Back in the day, we wee DM’s had all these hardback books for D&D (note this does not have the A in front of it) that we would carry around all over the place in case we needed to look up some arcane fact buried in the largely incomprehensible and inconsistent ruleset that was Advanced Dungeons and Dragons.   In our 6th grade brains, we thought we were actually playing AD&D, referencing the hardback books and even leaving the Basic D&D books at home from time to time.  In reality, however, we were actually playing the Red Box/Blue box basic D&D using the AD&D Monster manual, Fiend Folio and a few tidbits (magic items, psionics (bleh), etc.) from the Players Handbook/Dungeon Masters guide chosen at will because, quite frankly, the AD&D ruleset was pretty much ass compared to basic, and PURE ASS compared to anything modern that was written to a good standard and actually thouroughly playtested.  The version I started the game with (blue box) only went to level 3–hence the pathway at that time (before the red box set) was to go AD&D. There was no other choice if you wanted characters over level 3.  Yet, even with these massive tomes, we still played with all the Basic D&D rules, literally glossing over the AD&D combat rules in the Dungeon Masters Guide, not just simply ignoring the nuances, but ignoring the entire fundamentals of the AD&D system.
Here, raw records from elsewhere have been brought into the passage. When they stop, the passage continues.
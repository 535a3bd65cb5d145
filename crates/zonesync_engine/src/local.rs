//! Local object store collaborator.
//!
//! The coordinator reads and writes local records only through
//! [`LocalStore`]. Sync-side writes are staged until
//! [`LocalStore::save_if_changed`], so a failed pass can drop them with
//! [`LocalStore::discard_unsaved`].

use crate::change_log::ChangeLog;
use crate::error::LocalStoreError;
use parking_lot::RwLock;
use std::collections::BTreeMap;
use std::sync::Arc;
use std::time::{SystemTime, UNIX_EPOCH};
use zonesync_protocol::{Mutation, RecordId, SchemaRegistry, Snapshot};

/// Milliseconds since the Unix epoch.
pub fn now_millis() -> u64 {
    SystemTime::now()
        .duration_since(UNIX_EPOCH)
        .map(|d| u64::try_from(d.as_millis()).unwrap_or(u64::MAX))
        .unwrap_or(0)
}

/// The local object store as seen by the sync coordinator.
pub trait LocalStore: Send + Sync {
    /// Entity schemas managed by this store.
    fn schemas(&self) -> &SchemaRegistry;

    /// Fetches the current snapshot of a record, including its change tag.
    fn fetch(&self, id: &RecordId) -> Result<Option<Snapshot>, LocalStoreError>;

    /// Inserts or merges a remote snapshot.
    ///
    /// Fields in `snapshot` overwrite stored fields; the stored change tag
    /// becomes the snapshot's. Fails with `MissingReference` if a reference
    /// points at a record that does not exist locally.
    fn upsert(&self, snapshot: &Snapshot) -> Result<(), LocalStoreError>;

    /// Deletes a record. Returns false if it did not exist.
    fn delete(&self, id: &RecordId) -> Result<bool, LocalStoreError>;

    /// Replaces a record's change tag. Returns false if it did not exist.
    fn set_change_tag(&self, id: &RecordId, tag: Option<String>) -> Result<bool, LocalStoreError>;

    /// Persists staged sync writes. Returns true if anything was saved.
    fn save_if_changed(&self) -> Result<bool, LocalStoreError>;

    /// Drops staged sync writes.
    fn discard_unsaved(&self) {}
}

#[derive(Debug, Default)]
struct Tables {
    committed: BTreeMap<RecordId, Snapshot>,
    // None marks a staged delete
    staged: BTreeMap<RecordId, Option<Snapshot>>,
}

impl Tables {
    fn current(&self, id: &RecordId) -> Option<&Snapshot> {
        match self.staged.get(id) {
            Some(staged) => staged.as_ref(),
            None => self.committed.get(id),
        }
    }
}

/// In-memory [`LocalStore`].
///
/// Application edits go through [`insert`](Self::insert),
/// [`update`](Self::update) and [`remove`](Self::remove); they are committed
/// immediately and recorded into the change log. Sync-side writes through the
/// trait are not recorded.
pub struct MemoryLocalStore {
    schemas: SchemaRegistry,
    change_log: Arc<ChangeLog>,
    tables: RwLock<Tables>,
}

impl MemoryLocalStore {
    /// Creates an empty store.
    pub fn new(schemas: SchemaRegistry, change_log: Arc<ChangeLog>) -> Self {
        Self {
            schemas,
            change_log,
            tables: RwLock::new(Tables::default()),
        }
    }

    /// The change log edits are recorded into.
    pub fn change_log(&self) -> &Arc<ChangeLog> {
        &self.change_log
    }

    /// Inserts a new record as an application edit.
    ///
    /// A zero `modified_at` is replaced by the current time.
    pub fn insert(&self, mut snapshot: Snapshot) -> Result<(), LocalStoreError> {
        self.schemas.validate(&snapshot)?;
        if snapshot.modified_at == 0 {
            snapshot.modified_at = now_millis();
        }

        let mutation = Mutation::inserted(
            snapshot.record_id.clone(),
            snapshot.entity_type.clone(),
            snapshot.modified_at,
        );
        {
            let mut tables = self.tables.write();
            tables.staged.remove(&snapshot.record_id);
            tables
                .committed
                .insert(snapshot.record_id.clone(), snapshot);
        }
        self.change_log.record(mutation)?;
        Ok(())
    }

    /// Changes fields of an existing record as an application edit.
    ///
    /// Only the fields carried by `patch` are touched.
    pub fn update(&self, patch: Snapshot) -> Result<(), LocalStoreError> {
        self.schemas.validate(&patch)?;
        let at = if patch.modified_at == 0 {
            now_millis()
        } else {
            patch.modified_at
        };

        let mutation = {
            let mut tables = self.tables.write();
            let stored = tables
                .committed
                .get_mut(&patch.record_id)
                .ok_or_else(|| LocalStoreError::NotFound(patch.record_id.clone()))?;

            for (name, value) in &patch.fields {
                stored.fields.insert(name.clone(), value.clone());
            }
            stored.modified_at = at;
            let entity_type = stored.entity_type.clone();

            // a staged sync write must not overwrite the edit when saved
            if let Some(Some(staged)) = tables.staged.get_mut(&patch.record_id) {
                for (name, value) in &patch.fields {
                    staged.fields.insert(name.clone(), value.clone());
                }
                staged.modified_at = at;
            }

            Mutation::updated(
                patch.record_id.clone(),
                entity_type,
                patch.fields.keys().cloned(),
                at,
            )
        };
        self.change_log.record(mutation)?;
        Ok(())
    }

    /// Deletes a record as an application edit.
    pub fn remove(&self, id: &RecordId) -> Result<(), LocalStoreError> {
        let removed = {
            let mut tables = self.tables.write();
            tables.staged.remove(id);
            tables
                .committed
                .remove(id)
                .ok_or_else(|| LocalStoreError::NotFound(id.clone()))?
        };

        self.change_log
            .record(Mutation::deleted(id.clone(), removed.entity_type, now_millis()))?;
        Ok(())
    }

    /// Returns the committed snapshot of a record.
    pub fn get(&self, id: &RecordId) -> Option<Snapshot> {
        self.tables.read().committed.get(id).cloned()
    }

    /// Returns true if a committed record exists.
    pub fn contains(&self, id: &RecordId) -> bool {
        self.tables.read().committed.contains_key(id)
    }

    /// Number of committed records.
    pub fn len(&self) -> usize {
        self.tables.read().committed.len()
    }

    /// Returns true if no records are committed.
    pub fn is_empty(&self) -> bool {
        self.tables.read().committed.is_empty()
    }

    /// Number of staged sync writes.
    pub fn staged_len(&self) -> usize {
        self.tables.read().staged.len()
    }
}

impl LocalStore for MemoryLocalStore {
    fn schemas(&self) -> &SchemaRegistry {
        &self.schemas
    }

    fn fetch(&self, id: &RecordId) -> Result<Option<Snapshot>, LocalStoreError> {
        Ok(self.tables.read().current(id).cloned())
    }

    fn upsert(&self, snapshot: &Snapshot) -> Result<(), LocalStoreError> {
        self.schemas.validate(snapshot)?;

        let mut tables = self.tables.write();
        for (field, target) in snapshot.references() {
            if target != &snapshot.record_id && tables.current(target).is_none() {
                return Err(LocalStoreError::MissingReference {
                    record: snapshot.record_id.clone(),
                    field: field.to_string(),
                    target: target.clone(),
                });
            }
        }

        let merged = match tables.current(&snapshot.record_id) {
            Some(existing) => {
                let mut merged = existing.overlay(snapshot);
                merged.change_tag = snapshot.change_tag.clone();
                merged
            }
            None => snapshot.clone(),
        };
        tables
            .staged
            .insert(snapshot.record_id.clone(), Some(merged));
        Ok(())
    }

    fn delete(&self, id: &RecordId) -> Result<bool, LocalStoreError> {
        let mut tables = self.tables.write();
        let existed = tables.current(id).is_some();
        if existed {
            tables.staged.insert(id.clone(), None);
        }
        Ok(existed)
    }

    fn set_change_tag(&self, id: &RecordId, tag: Option<String>) -> Result<bool, LocalStoreError> {
        let mut tables = self.tables.write();
        let Some(mut snapshot) = tables.current(id).cloned() else {
            return Ok(false);
        };
        snapshot.change_tag = tag;
        tables.staged.insert(id.clone(), Some(snapshot));
        Ok(true)
    }

    fn save_if_changed(&self) -> Result<bool, LocalStoreError> {
        let mut tables = self.tables.write();
        if tables.staged.is_empty() {
            return Ok(false);
        }

        let staged = std::mem::take(&mut tables.staged);
        for (id, write) in staged {
            match write {
                Some(snapshot) => {
                    tables.committed.insert(id, snapshot);
                }
                None => {
                    tables.committed.remove(&id);
                }
            }
        }
        Ok(true)
    }

    fn discard_unsaved(&self) {
        self.tables.write().staged.clear();
    }
}

#[cfg(test)]
mod tests {
    use super::*;
    use zonesync_protocol::{EntitySchema, FieldKind, FieldValue, MutationKind};

    fn store() -> MemoryLocalStore {
        let schemas = SchemaRegistry::new()
            .register(EntitySchema::new("Folder").field("name", FieldKind::Text))
            .register(
                EntitySchema::new("Note")
                    .field("title", FieldKind::Text)
                    .reference("folder", "Folder"),
            );
        MemoryLocalStore::new(schemas, Arc::new(ChangeLog::in_memory()))
    }

    #[test]
    fn application_edits_are_recorded() {
        let store = store();
        store
            .insert(Snapshot::new("f1", "Folder").with_field("name", "Inbox"))
            .unwrap();
        store
            .update(Snapshot::new("f1", "Folder").with_field("name", "Archive"))
            .unwrap();

        let ledger = store.change_log().snapshot();
        let entries = ledger.entries_for(&RecordId::new("f1"));
        assert_eq!(entries.len(), 1);
        assert_eq!(entries[0].mutation_kind, MutationKind::Inserted);

        assert_eq!(
            store.get(&RecordId::new("f1")).unwrap().get("name"),
            Some(&FieldValue::from("Archive"))
        );

        store.remove(&RecordId::new("f1")).unwrap();
        assert!(store.change_log().is_empty());
        assert!(store.is_empty());
    }

    #[test]
    fn update_of_unknown_record_fails() {
        let store = store();
        let err = store
            .update(Snapshot::new("nope", "Folder").with_field("name", "x"))
            .unwrap_err();
        assert!(matches!(err, LocalStoreError::NotFound(_)));
    }

    #[test]
    fn sync_writes_are_staged_and_not_recorded() {
        let store = store();
        let folder = Snapshot::new("f1", "Folder")
            .with_field("name", "Inbox")
            .with_change_tag("v1");

        store.upsert(&folder).unwrap();
        assert_eq!(store.staged_len(), 1);
        assert!(!store.contains(&RecordId::new("f1")));
        assert!(store.fetch(&RecordId::new("f1")).unwrap().is_some());

        assert!(store.save_if_changed().unwrap());
        assert!(!store.save_if_changed().unwrap());
        assert!(store.contains(&RecordId::new("f1")));
        assert!(store.change_log().is_empty());
    }

    #[test]
    fn upsert_merges_fields_and_adopts_tag() {
        let store = store();
        store
            .insert(
                Snapshot::new("n1", "Note")
                    .with_field("title", "draft")
                    .with_change_tag("v1"),
            )
            .unwrap();

        store
            .upsert(&Snapshot::new("n1", "Note").with_change_tag("v2"))
            .unwrap();
        store.save_if_changed().unwrap();

        let stored = store.get(&RecordId::new("n1")).unwrap();
        assert_eq!(stored.get("title"), Some(&FieldValue::from("draft")));
        assert_eq!(stored.change_tag.as_deref(), Some("v2"));
    }

    #[test]
    fn application_edit_survives_staged_sync_write() {
        let store = store();
        store
            .insert(Snapshot::new("f1", "Folder").with_field("name", "Inbox"))
            .unwrap();
        store
            .upsert(
                &Snapshot::new("f1", "Folder")
                    .with_field("name", "Remote")
                    .with_change_tag("v2"),
            )
            .unwrap();

        store
            .update(Snapshot::new("f1", "Folder").with_field("name", "Edited"))
            .unwrap();
        store.save_if_changed().unwrap();

        let stored = store.get(&RecordId::new("f1")).unwrap();
        assert_eq!(stored.get("name"), Some(&FieldValue::from("Edited")));
        assert_eq!(stored.change_tag.as_deref(), Some("v2"));
    }

    #[test]
    fn dangling_reference_is_refused_until_target_exists() {
        let store = store();
        let note = Snapshot::new("n1", "Note")
            .with_field("title", "hello")
            .with_field("folder", FieldValue::Reference(RecordId::new("f1")));

        let err = store.upsert(&note).unwrap_err();
        assert!(matches!(err, LocalStoreError::MissingReference { .. }));

        store
            .upsert(&Snapshot::new("f1", "Folder").with_field("name", "Inbox"))
            .unwrap();
        store.upsert(&note).unwrap();
    }

    #[test]
    fn discard_drops_staged_writes() {
        let store = store();
        store
            .upsert(&Snapshot::new("f1", "Folder").with_field("name", "Inbox"))
            .unwrap();
        store.discard_unsaved();

        assert_eq!(store.fetch(&RecordId::new("f1")).unwrap(), None);
        assert!(!store.save_if_changed().unwrap());
    }

    #[test]
    fn staged_delete_and_tag_write() {
        let store = store();
        store
            .insert(Snapshot::new("f1", "Folder").with_field("name", "Inbox"))
            .unwrap();

        assert!(store
            .set_change_tag(&RecordId::new("f1"), Some("v3".into()))
            .unwrap());
        assert!(!store.set_change_tag(&RecordId::new("zz"), None).unwrap());
        store.save_if_changed().unwrap();
        assert_eq!(
            store.get(&RecordId::new("f1")).unwrap().change_tag.as_deref(),
            Some("v3")
        );

        assert!(store.delete(&RecordId::new("f1")).unwrap());
        assert!(!store.delete(&RecordId::new("f1")).unwrap());
        store.save_if_changed().unwrap();
        assert!(store.is_empty());
    }
}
So Wizards of the Coast has announced that it will reprint the old AD&D hardback books in 2012.  Though this is an interesting use of the IP,  and will go to support the Gygax Memorial fund (Lake Geneva needs a statue of the man somewhere!) what I personally hope it squashes is any nostalgic dreams that AD&D was a good system or even an understandable system, especially compared to the good old Basic D&D that we were actually playing back in the day which lives on in a lot of versions (Labyrinth Lord is my favorite of the bunch) .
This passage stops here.